Friday morning I got a call that my MRI had 2 spots on it and we were given an appt to see a neurologist today at Barnes. So we went today and it turns out the spots are nothing, they look like migraines, which I never have, but anyway, no worries about those. Well, what about these symptoms I am having, memory loss and confusion. He talked to me for a long time about all the anxiety I feel from having cancer, worrying it's coming back, and some other stressors in my life that cause me to have a lot of anxiety. I am very prone to anxiety anyway but of course it has gotten worse this past year. It has also gotten worse as my one year anniversary approaches. He said all my symptoms are caused from high levels of anxiety and my Lexapro dose is way too small. He said anxiety actually changes the chemistry in the brain. So for us, this was the best news we could have heard b/c my concerns were legitimate but fixable. I am going back in 1 month so we can talk about whether things have improved.
I wanted to tell an Emily story real quick. Saturday I had her all by myself all day and I desperately needed a pedicure. DESPERATELY. I had a party to go to Saturday night, a real date night with Scott. I read in a parenting magazine once that in an emergency, it's ok to bribe your children with a toy. So I decided this qualified as a bona fide emergency.

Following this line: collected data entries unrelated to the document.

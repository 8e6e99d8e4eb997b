//! External command invocation with an optional timeout.

use std::fmt;
use std::io::Read;
use std::path::Path;
use std::process::{Child, Command, Stdio};
use std::time::{Duration, Instant};

use serde::{Deserialize, Serialize};
use tracing::trace;

const POLL_INTERVAL: Duration = Duration::from_millis(25);

/// A program plus its fixed leading arguments.
///
/// Arguments may contain `{input}` and `{output}` placeholders. When neither
/// appears, the input and output paths are appended in that order.
#[derive(Debug, Clone, Default, PartialEq, Eq, Serialize, Deserialize)]
pub struct CommandSpec {
    pub program: String,
    #[serde(default)]
    pub args: Vec<String>,
}

impl CommandSpec {
    pub fn new(program: impl Into<String>) -> Self {
        Self {
            program: program.into(),
            args: Vec::new(),
        }
    }

    pub fn with_args<I, S>(mut self, args: I) -> Self
    where
        I: IntoIterator<Item = S>,
        S: Into<String>,
    {
        self.args.extend(args.into_iter().map(Into::into));
        self
    }

    /// Parse `program arg1 arg2 ...` (whitespace separated).
    pub fn parse(line: &str) -> Option<Self> {
        let mut parts = line.split_whitespace();
        let program = parts.next()?;
        Some(Self::new(program).with_args(parts))
    }

    /// Final argument list for the given input and optional output path.
    pub fn render_args(&self, input: &Path, output: Option<&Path>) -> Vec<String> {
        let input = input.display().to_string();
        let output = output.map(|p| p.display().to_string());
        let templated = self
            .args
            .iter()
            .any(|a| a.contains("{input}") || a.contains("{output}"));

        let mut args: Vec<String> = self
            .args
            .iter()
            .map(|a| {
                let a = a.replace("{input}", &input);
                match &output {
                    Some(out) => a.replace("{output}", out),
                    None => a,
                }
            })
            .collect();
        if !templated {
            args.push(input);
            args.extend(output);
        }
        args
    }
}

impl fmt::Display for CommandSpec {
    fn fmt(&self, f: &mut fmt::Formatter<'_>) -> fmt::Result {
        write!(f, "{}", self.program)?;
        for arg in &self.args {
            write!(f, " {}", arg)?;
        }
        Ok(())
    }
}

/// Why an external command did not succeed.
#[derive(Debug, Clone, PartialEq, Eq)]
pub enum ProcessError {
    Spawn { program: String, reason: String },
    TimedOut { program: String, secs: u64 },
    Failed { program: String, code: Option<i32>, stderr: String },
}

impl fmt::Display for ProcessError {
    fn fmt(&self, f: &mut fmt::Formatter<'_>) -> fmt::Result {
        match self {
            ProcessError::Spawn { program, reason } => write!(f, "failed to start {}: {}", program, reason),
            ProcessError::TimedOut { program, secs } => write!(f, "{} timed out after {}s", program, secs),
            ProcessError::Failed { program, code, stderr } => {
                let code = code.map(|c| c.to_string()).unwrap_or_else(|| "signal".to_string());
                write!(f, "{} exited with {}: {}", program, code, stderr.trim())
            }
        }
    }
}

impl std::error::Error for ProcessError {}

/// Captured output of a successful command.
#[derive(Debug, Clone, Default)]
pub struct ProcessOutput {
    pub stdout: String,
    pub stderr: String,
}

/// Run a command to completion, killing it when `timeout` elapses.
pub fn run(
    program: &str,
    args: &[String],
    envs: &[(&str, String)],
    timeout: Option<Duration>,
) -> Result<ProcessOutput, ProcessError> {
    trace!(program, ?args, "spawning");
    let mut command = Command::new(program);
    // Own process group, so a timeout also reaches grandchildren holding the pipes.
    #[cfg(unix)]
    std::os::unix::process::CommandExt::process_group(&mut command, 0);
    let mut child = command
        .args(args)
        .envs(envs.iter().map(|(k, v)| (*k, v.as_str())))
        .stdin(Stdio::null())
        .stdout(Stdio::piped())
        .stderr(Stdio::piped())
        .spawn()
        .map_err(|e| ProcessError::Spawn {
            program: program.to_string(),
            reason: e.to_string(),
        })?;

    // Drain both pipes on their own threads so a chatty child cannot block.
    let stdout = child.stdout.take().map(drain);
    let stderr = child.stderr.take().map(drain);

    let start = Instant::now();
    let status = loop {
        match child.try_wait() {
            Ok(Some(status)) => break status,
            Ok(None) => {}
            Err(e) => {
                return Err(ProcessError::Spawn {
                    program: program.to_string(),
                    reason: e.to_string(),
                })
            }
        }
        if let Some(limit) = timeout {
            if start.elapsed() >= limit {
                kill_tree(&mut child);
                let _ = child.wait();
                return Err(ProcessError::TimedOut {
                    program: program.to_string(),
                    secs: limit.as_secs(),
                });
            }
        }
        std::thread::sleep(POLL_INTERVAL);
    };

    let join = |h: Option<std::thread::JoinHandle<String>>| h.and_then(|h| h.join().ok()).unwrap_or_default();
    let output = ProcessOutput {
        stdout: join(stdout),
        stderr: join(stderr),
    };

    if status.success() {
        Ok(output)
    } else {
        Err(ProcessError::Failed {
            program: program.to_string(),
            code: status.code(),
            stderr: output.stderr,
        })
    }
}

#[cfg(unix)]
fn kill_tree(child: &mut Child) {
    use nix::sys::signal::{killpg, Signal};
    use nix::unistd::Pid;

    if let Err(e) = killpg(Pid::from_raw(child.id() as i32), Signal::SIGKILL) {
        trace!(pid = child.id(), error = %e, "killpg failed, killing child only");
        let _ = child.kill();
    }
}

#[cfg(not(unix))]
fn kill_tree(child: &mut Child) {
    let _ = child.kill();
}

fn drain<R: Read + Send + 'static>(mut pipe: R) -> std::thread::JoinHandle<String> {
    std::thread::spawn(move || {
        let mut buf = String::new();
        let _ = pipe.read_to_string(&mut buf);
        buf
    })
}
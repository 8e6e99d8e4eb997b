//! Feature categories and `category::identifier` feature strings.
//!
//! The category table is fixed and process-wide: each category declares whether
//! its features may be injected into an artifact and whether features already
//! present may be obfuscated.

use std::fmt;
use std::str::FromStr;

use serde::{Deserialize, Serialize};

use crate::candidate::{ManipulationError, ManipulationKind};

/// Separator between the category and the identifier of a feature string.
pub const FEATURE_SEPARATOR: &str = "::";

/// Method descriptor suffixes whose return value a synthesized call site can
/// safely discard (void, boolean, int).
pub const DISCARDABLE_RETURN_TYPES: [&str; 3] = ["()V", "()Z", "()I"];

/// A class of structural elements extracted from an artifact.
#[derive(Debug, Clone, Copy, PartialEq, Eq, Hash, PartialOrd, Ord, Serialize, Deserialize)]
#[serde(rename_all = "snake_case")]
pub enum FeatureCategory {
    Activities,
    Services,
    Providers,
    Receivers,
    ApiCalls,
    SuspiciousCalls,
    Urls,
}

impl FeatureCategory {
    /// Every category, in table order.
    pub const ALL: [FeatureCategory; 7] = [
        FeatureCategory::Activities,
        FeatureCategory::Services,
        FeatureCategory::Providers,
        FeatureCategory::Receivers,
        FeatureCategory::ApiCalls,
        FeatureCategory::SuspiciousCalls,
        FeatureCategory::Urls,
    ];

    pub fn as_str(&self) -> &'static str {
        match self {
            FeatureCategory::Activities => "activities",
            FeatureCategory::Services => "services",
            FeatureCategory::Providers => "providers",
            FeatureCategory::Receivers => "receivers",
            FeatureCategory::ApiCalls => "api_calls",
            FeatureCategory::SuspiciousCalls => "suspicious_calls",
            FeatureCategory::Urls => "urls",
        }
    }

    /// Whether absent features of this category can be added to an artifact.
    pub fn is_injectable(&self) -> bool {
        matches!(self, FeatureCategory::ApiCalls | FeatureCategory::Urls)
    }

    /// Whether present features of this category can be rewritten or hidden.
    pub fn is_obfuscatable(&self) -> bool {
        true
    }

    /// Whether this category permits manipulations of the given kind.
    pub fn permits(&self, kind: ManipulationKind) -> bool {
        match kind {
            ManipulationKind::Inject => self.is_injectable(),
            ManipulationKind::Obfuscate => self.is_obfuscatable(),
        }
    }

    /// Whether identifiers of this category are method signatures.
    pub fn is_call(&self) -> bool {
        matches!(
            self,
            FeatureCategory::ApiCalls | FeatureCategory::SuspiciousCalls
        )
    }

    /// Whether this category names a manifest component class.
    pub fn is_component(&self) -> bool {
        matches!(
            self,
            FeatureCategory::Activities
                | FeatureCategory::Services
                | FeatureCategory::Providers
                | FeatureCategory::Receivers
        )
    }
}

impl fmt::Display for FeatureCategory {
    fn fmt(&self, f: &mut fmt::Formatter<'_>) -> fmt::Result {
        f.write_str(self.as_str())
    }
}

impl FromStr for FeatureCategory {
    type Err = ManipulationError;

    fn from_str(s: &str) -> Result<Self, Self::Err> {
        FeatureCategory::ALL
            .iter()
            .copied()
            .find(|c| c.as_str() == s)
            .ok_or_else(|| ManipulationError::MalformedFeature(s.to_string()))
    }
}

/// A single extracted feature: `category::identifier`.
#[derive(Debug, Clone, PartialEq, Eq, Hash, PartialOrd, Ord, Serialize, Deserialize)]
pub struct Feature {
    pub category: FeatureCategory,
    pub identifier: String,
}

impl Feature {
    pub fn new(category: FeatureCategory, identifier: impl Into<String>) -> Self {
        Self {
            category,
            identifier: identifier.into(),
        }
    }

    /// Whether a call identifier ends in a return type a synthesized call site may discard.
    pub fn has_discardable_return(&self) -> bool {
        DISCARDABLE_RETURN_TYPES
            .iter()
            .any(|suffix| self.identifier.ends_with(suffix))
    }

    /// Whether this feature may enter the inject side of a manipulation space.
    ///
    /// Calls must additionally return a discardable type, because the injected
    /// call site ignores the returned value.
    pub fn is_valid_injection(&self) -> bool {
        self.category.is_injectable() && (!self.category.is_call() || self.has_discardable_return())
    }

    /// Whether this feature may enter the obfuscate side of a manipulation space.
    pub fn is_valid_obfuscation(&self) -> bool {
        self.category.is_obfuscatable()
    }
}

impl fmt::Display for Feature {
    fn fmt(&self, f: &mut fmt::Formatter<'_>) -> fmt::Result {
        write!(f, "{}{}{}", self.category, FEATURE_SEPARATOR, self.identifier)
    }
}

impl FromStr for Feature {
    type Err = ManipulationError;

    fn from_str(s: &str) -> Result<Self, Self::Err> {
        let (category, identifier) = s
            .split_once(FEATURE_SEPARATOR)
            .ok_or_else(|| ManipulationError::MalformedFeature(s.to_string()))?;
        if identifier.is_empty() {
            return Err(ManipulationError::MalformedFeature(s.to_string()));
        }
        let category = category
            .parse::<FeatureCategory>()
            .map_err(|_| ManipulationError::MalformedFeature(s.to_string()))?;
        Ok(Feature::new(category, identifier))
    }
}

So I told Emily if she would go to the salon with me and be really good I would buy her a toy. I know it was a crazy idea and I refused to consider the age old question "what's the worst that could happen". So we pull in the parking lot and I say Hey do you want your toes painted? Oh, no Mommy that would tickle (she hates to have her toes painted). When we walked in and she saw all those colors, she changed her mind! She picked out a hot pink color and sat like a big girl and charmed the entire store while she got her toes done. It also helped that Animal Planet was playing on the big screen TV. And I had snacks. And a toy at Target was just waiting for a home. I offered to take her to lunch anywhere and she chose Fish Sticks at home! Wow, easy to please. So she got her toy and her fish sticks and she is so proud of her pink nails. She couldn't wait to show them to Kasey today. Oh, if you are wondering what color I chose, I picked Blood Platelet Red in hopes it would be good karma for my platelet counts that really need to go up.

9 comments:

Kasey said...

So glad you're getting to the bottom of all the problems you've been having. Today at swimming Em didn't even want to take off her shoes or get in the water for fear of scratching her nails. Jessi and I got a kick out of it.

aesparks said...

Michele,
I am so happy you got some answers today that can be addressed pretty easily! Hang in there! Can you believe we are going to have BIG kindergarteners soon?! In some ways it seems like yesterday I was telling you my big news about Noah being on the way while you were home trying to hold off Emily coming too soon---Yet in other ways it seems sooooo LONG ago! Take care and just remember I am still praying for you!
Amy

Anonymous said...

It is good to hear that the MRI results were nothing troubling. Hopefully you can manage your stress and anxiety and get your memory back on track.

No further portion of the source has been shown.